Good luck on the move.
Bill


----------



## teatersroad (Dec 7, 2010)

NCPABill said:


> I hear people complain that they can't find work. I believe that they aren't trying hard enough or are too selective in their search. When I was younger, my deal was to show up before everyone else and make a a proposition. I'll work for the whole day for free - if they think I'm valuable pay me what I was worth. If not, don't pay me at all and we'll shake hands and part friends. I've never not gotten more work. Even if they don't need you tomorrow, you will be memorable.
> 
> Good luck on the move.
> Bill



work begets work. I was young during the early 80's recession. Best start for just finding any work was temp agencies. Bounce around a lot, bust ass and be there (which doesn't take a lot) - find a good fit and the company would hire you outright. Off-topic a little..but.


----------



## FSburt (Dec 7, 2010)

coastalfaller said:


> All good advice so far. Teeters, I like your take on getting a GED shows more initiative than finishing high school. I never thought about it like that before, makes good sense.
> 
> I can add that you need to know you're place. I'm not trying to sound arrogant, or suggest that you be a "shrinking violet", but you have to understand you're starting as a rookie. Respect the people who are teaching you.
> 
> I have a friend who was breaking in a new faller years ago. The kid acted and talked like he knew it all already. Wouldn't listen. So my friend goes to his next tree, a 4ft hemlock with an obvious lean, not a heavy lean, but obvious to him. He proceeds to put the undercut in the direction of the lean. He then starts his backcut, cuts about 8" in and shuts his saw off. He tells the kid to start wedging now! He let this kid pound wedges for over 1/2 hr! All the while barking at the kid to "hit it like you mean it"! At the end, the poor kid could barely lift his arms and the wedges were all mushroomed over! My buddy starts his saw, finishes the cut and the tree goes over, no problem. He shuts his saw off again. Sits on the stump, lights a smoke and says "Let this be your first lesson..............don't f-----g wedge when you don't have to!"

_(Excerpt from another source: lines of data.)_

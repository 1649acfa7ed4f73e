//! User domain types.
//!
//! These types represent validated domain objects separate from database row types.

use chrono::{DateTime, Utc};

use emporium_core::{Email, Role, UserId};

/// A shop account (domain type).
#[derive(Debug, Clone, PartialEq, Eq)]
pub struct User {
    /// Unique user ID.
    pub id: UserId,
    /// User's email address.
    pub email: Email,
    /// Account role.
    pub role: Role,
    /// Disabled accounts cannot sign in and are signed out on their next request.
    pub enabled: bool,
    /// When the user was created.
    pub created_at: DateTime<Utc>,
}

I will second that on a good "teaching moment" story i will remember that one for the know it alls that come along and need some schoolin.


----------



## Crawlin98xj (Oct 27, 2011)

Hey guys, sorry for the bump but thought I would update you. Moving up north didn't happen and all of the local companies want 5 years experience and don't want to train. I sent my application in to a company down south and they gave me a call to set up my drug screening which I will be doing tomorrow. They told me to give them a call when I am at the clinic so they can take care of paying for the test. I didn't get my hopes up until I got the call and now I am super excited. My thinking is, they wouldn't want to pay for my drug screening if they didnt want to hire me. What do you guys think? Thanks!

Alex


----------



## 2dogs (Oct 27, 2011)

Good to hear this. I sure hope you pee clean!

Remember you have 2 ears and 2 eyes but just one mouth. That means you should take in as much info as you can but not speak much. And make sure your skin is thick and laugh alot. Showing up with donuts now and then can't hurt. Oh and don't get killed.


----------



## madhatte (Oct 27, 2011)

2dogs said:


> make sure your skin is thick and laugh alot.


 
Best advice ever.


----------



## lfnh (Oct 27, 2011)

2dogs said:


> That means you should take in as much info as you can but not speak much.


 
Good piece of advice right there.
A Cup of Shutup and some Humble Pie is a good diet.

Hope you get the offer.


----------



## gemniii (Oct 27, 2011)

Billy_Bob said:


> I'll tell you... You write better than many people I know who have a high school diploma. One of these people can't read and can't look up a name in the phone book!


 
I have to agree, the OP's command of the language is exceptional. 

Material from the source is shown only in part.